Lo tenía en la punta de la lengua, atrapado contra la barrera de los dientes: «Me ha secuestrado, me ha atado, me ha amenazado». Pero Jason se encontró negando con la cabeza.

—No, gracias —dijo.

Metió primera y sacó el coche a velocidad de tortuga del aparcamiento, consciente de la mirada de Bartholemew a sus espaldas.

En ese momento, Jason tomó la decisión de no contarle a nadie lo sucedido: ni a sus amigos, ni a sus padres, ni a su abogado. Ni a la policía. Tenía demasiado miedo de que decir la verdad, en ese caso, se volviera en su contra de forma irreparable.

Se sorprendió a sí mismo preguntándose si eso mismo era lo que había sentido Trixie.

Así como un borracho escondería una botella de ginebra en la cisterna del water o un drogadicto se guardaría una dosis de emergencia en el dobladillo de un abrigo viejo y raído, Daniel llevaba siempre en el coche un bloc de papel y un bolígrafo. Estacionado en el aparcamiento del hospital, comenzó a hacer bocetos. Pero, en lugar del héroe de su cómic, dibujó a su hija. La dibujó cuando apenas tenía unos minutos de vida, envuelta en una manta, como el sushi; luego dando sus primeros pasos. Inmortalizó otros momentos: un cumpleaños en que Trixie le hizo espaguetis para desayunar; la función escolar en que se cayó del escenario sobre el público; el hotel en el que se pasaron horas apretando todos los botones del ascensor para ver si había alguna planta que fuera diferente.

Cuando le atenazó tal calambre en la mano que no podía trazar una sola línea más, Daniel reunió los dibujos y se apeó del coche, en dirección a la habitación de Trixie.

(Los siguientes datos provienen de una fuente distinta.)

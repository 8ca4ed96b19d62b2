use serde::{Deserialize, Serialize};

/// One team's row in a circuit standings table.
#[derive(Debug, Clone, PartialEq, Serialize, Deserialize)]
pub struct TeamStanding {
    pub id: String,
    pub name: String,
    pub logo: String,
    /// 1-based position in the source listing.
    pub rank: u32,
    pub points: u32,
    pub country: String,
}

/// The standings for one regional circuit.
#[derive(Debug, Clone, PartialEq, Serialize, Deserialize)]
pub struct CircuitStanding {
    pub region: String,
    pub teams: Vec<TeamStanding>,
}

/// Championship-points standings for one VCT year.
#[derive(Debug, Clone, PartialEq, Serialize, Deserialize)]
pub struct Standings {
    pub year: i32,
    pub circuits: Vec<CircuitStanding>,
}
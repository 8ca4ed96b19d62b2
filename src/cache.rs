use redis::aio::ConnectionManager;
use redis::AsyncCommands;
use tracing::warn;

/// Best-effort Redis cache handle.
///
/// Every operation treats absence as a valid outcome: a disabled cache, a
/// missing connection, or a Redis error all look like a miss to callers.
/// The cache is a performance optimization, never a correctness dependency.
#[derive(Clone)]
pub struct Cache {
    manager: Option<ConnectionManager>,
    enabled: bool,
}

impl Cache {
    pub fn new(manager: Option<ConnectionManager>, enabled: bool) -> Self {
        Self { manager, enabled }
    }

    /// A cache that always misses, for deployments without Redis.
    pub fn disabled() -> Self {
        Self {
            manager: None,
            enabled: false,
        }
    }

    fn connection(&self) -> Option<ConnectionManager> {
        if !self.enabled {
            return None;
        }
        self.manager.clone()
    }

    pub async fn get(&self, key: &str) -> Option<String> {
        let mut con = self.connection()?;
        match con.get::<_, Option<String>>(key).await {
            Ok(value) => value,
            Err(e) => {
                warn!(key, error = %e, "cache read failed");
                None
            }
        }
    }

    pub async fn set(&self, key: &str, value: &str, ttl_secs: u64) {
        let Some(mut con) = self.connection() else {
            return;
        };
        if let Err(e) = con.set_ex::<_, _, ()>(key, value, ttl_secs).await {
            warn!(key, error = %e, "cache write failed");
        }
    }

    /// Write one field of a name->id lookup hash.
    pub async fn hset(&self, name: &str, field: &str, value: &str) {
        let Some(mut con) = self.connection() else {
            return;
        };
        if let Err(e) = con.hset::<_, _, _, ()>(name, field, value).await {
            warn!(name, field, error = %e, "cache hash write failed");
        }
    }

    pub async fn hget(&self, name: &str, field: &str) -> Option<String> {
        let mut con = self.connection()?;
        match con.hget::<_, _, Option<String>>(name, field).await {
            Ok(value) => value,
            Err(e) => {
                warn!(name, field, error = %e, "cache hash read failed");
                None
            }
        }
    }

    /// Fetch several fields of a hash at once; the result is positionally
    /// aligned with `fields`, with `None` for absent entries.
    pub async fn hmget(&self, name: &str, fields: &[String]) -> Vec<Option<String>> {
        if fields.is_empty() {
            return Vec::new();
        }
        let Some(mut con) = self.connection() else {
            return vec![None; fields.len()];
        };
        // Issue HMGET explicitly; AsyncCommands::hget degrades a single-field
        // slice to HGET, whose reply is not a bulk array.
        let reply: redis::RedisResult<Vec<Option<String>>> = redis::cmd("HMGET")
            .arg(name)
            .arg(fields)
            .query_async(&mut con)
            .await;
        match reply {
            Ok(values) => values,
            Err(e) => {
                warn!(name, error = %e, "cache hash multi-read failed");
                vec![None; fields.len()]
            }
        }
    }
}

#[cfg(test)]
mod tests {
    use super::*;

    #[tokio::test]
    async fn disabled_cache_always_misses() {
        let cache = Cache::disabled();
        cache.set("matches", "[]", 60).await;
        assert_eq!(cache.get("matches").await, None);

        cache.hset("team", "sentinels", "2").await;
        assert_eq!(cache.hget("team", "sentinels").await, None);
        assert_eq!(
            cache.hmget("team", &["a".to_string(), "b".to_string()]).await,
            vec![None, None]
        );
    }

    #[tokio::test]
    async fn hmget_keeps_positional_shape_for_one_field() {
        let cache = Cache::disabled();
        assert_eq!(cache.hmget("event", &["champions".to_string()]).await, vec![None]);
        assert_eq!(cache.hmget("event", &[]).await, Vec::<Option<String>>::new());
    }
}
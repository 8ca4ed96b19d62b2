use std::env;

use anyhow::{Context, Result};
use chrono_tz::Tz;

/// Service configuration loaded from environment variables.
#[derive(Debug, Clone)]
pub struct Settings {
    /// Redis connection URL; `None` disables the cache and the distributed
    /// fetch limiter (degraded mode, unbounded concurrency).
    pub redis_url: Option<String>,

    /// Master switch for the response cache.
    pub enable_cache: bool,

    /// Whether parsers opportunistically maintain the name->id lookup hashes.
    pub enable_id_map: bool,

    /// Maximum number of simultaneous requests against VLR.gg, shared
    /// across all worker processes through the Redis counter.
    pub max_concurrent_fetches: i64,

    /// Timezone VLR renders its naive timestamps in.
    pub source_timezone: Tz,

    /// Per-request timeout for upstream fetches, in seconds.
    pub request_timeout_secs: u64,

    /// Default TTL for cached resource lists, in seconds.
    pub cache_ttl_secs: u64,
}

impl Settings {
    /// Load settings from the environment, falling back to defaults that
    /// match a single-process deployment without Redis.
    pub fn from_env() -> Result<Self> {
        dotenvy::dotenv().ok();

        Ok(Settings {
            redis_url: env::var("REDIS_URL").ok().filter(|s| !s.is_empty()),

            enable_cache: parse_bool("ENABLE_CACHE", true)?,

            enable_id_map: parse_bool("ENABLE_ID_MAP", true)?,

            max_concurrent_fetches: env::var("MAX_CONCURRENT_VLR_REQUESTS")
                .unwrap_or_else(|_| "10".to_string())
                .parse()
                .context("MAX_CONCURRENT_VLR_REQUESTS must be a valid number")?,

            source_timezone: env::var("TIMEZONE")
                .unwrap_or_else(|_| "America/New_York".to_string())
                .parse()
                .map_err(|e| anyhow::anyhow!("TIMEZONE must be a valid IANA name: {e}"))?,

            request_timeout_secs: env::var("REQUEST_TIMEOUT_SECS")
                .unwrap_or_else(|_| "30".to_string())
                .parse()
                .context("REQUEST_TIMEOUT_SECS must be a valid number")?,

            cache_ttl_secs: env::var("CACHE_TTL_SECS")
                .unwrap_or_else(|_| "3600".to_string())
                .parse()
                .context("CACHE_TTL_SECS must be a valid number")?,
        })
    }
}

fn parse_bool(var: &str, default: bool) -> Result<bool> {
    match env::var(var) {
        Ok(v) => v
            .parse()
            .with_context(|| format!("{var} must be true or false")),
        Err(_) => Ok(default),
    }
}

impl Default for Settings {
    fn default() -> Self {
        Settings {
            redis_url: None,
            enable_cache: true,
            enable_id_map: true,
            max_concurrent_fetches: 10,
            source_timezone: chrono_tz::America::New_York,
            request_timeout_secs: 30,
            cache_ttl_secs: 3600,
        }
    }
}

Las sombras se extendían sobre la cama como los dedos de un gigante. Trixie había vuelto a dormirse; en una silla junto a ella, Laura se había quedado también dormida. Por un momento se quedó mirando a las dos. No había la menor duda: Trixie estaba hecha con el mismo molde que su madre. No era sólo la tez y el cabello; a veces su hija le lanzaba una mirada o le dedicaba una expresión que le recordaba a la Laura que había conocido hacía años. Se preguntó si la razón cíe que quisiera tantísimo a Trixie no sería que a través de ella conseguía volver a enamorarse de nuevo de su esposa.

Se agachó delante de Laura. El movimiento del aire cerca de su piel la despertó, y al abrirse los ojos se encontraron con los de Daniel. Durante una fracción de segundo, esbozó una sonrisa, olvidándose de dónde estaba y qué le había sucedido a su hija, y qué era lo que no había funcionado entre ambos. Daniel notó que se le cerraban los puños, como si pudiera apresar aquel momento antes de que desapareciera por completo.

Ella echó una ojeada a Trixie, cerciorándose de que estaba dormida.

—¿Dónde estabas?

Daniel no podía decirle la verdad.

—Dando una vuelta en coche.

Se quitó el abrigo y esparció los dibujos que acababa de hacer encima de la manta verde claro de la cama de hospital. Ahí estaba Trixie, en su regazo, el día que Daniel recibió la llamada telefónica en la que le notificaban el fallecimiento de su madre, cuando le preguntó: «Y si tocias (as personas se mueren, ¿el mundo se parará?». Trixie con una oruga en la mano, preguntando si era chico o chica. Trixie apartándole la mano cuando él había querido enjugarle una lágrima de la mejilla y diciéndole: «No seques mis sentimientos».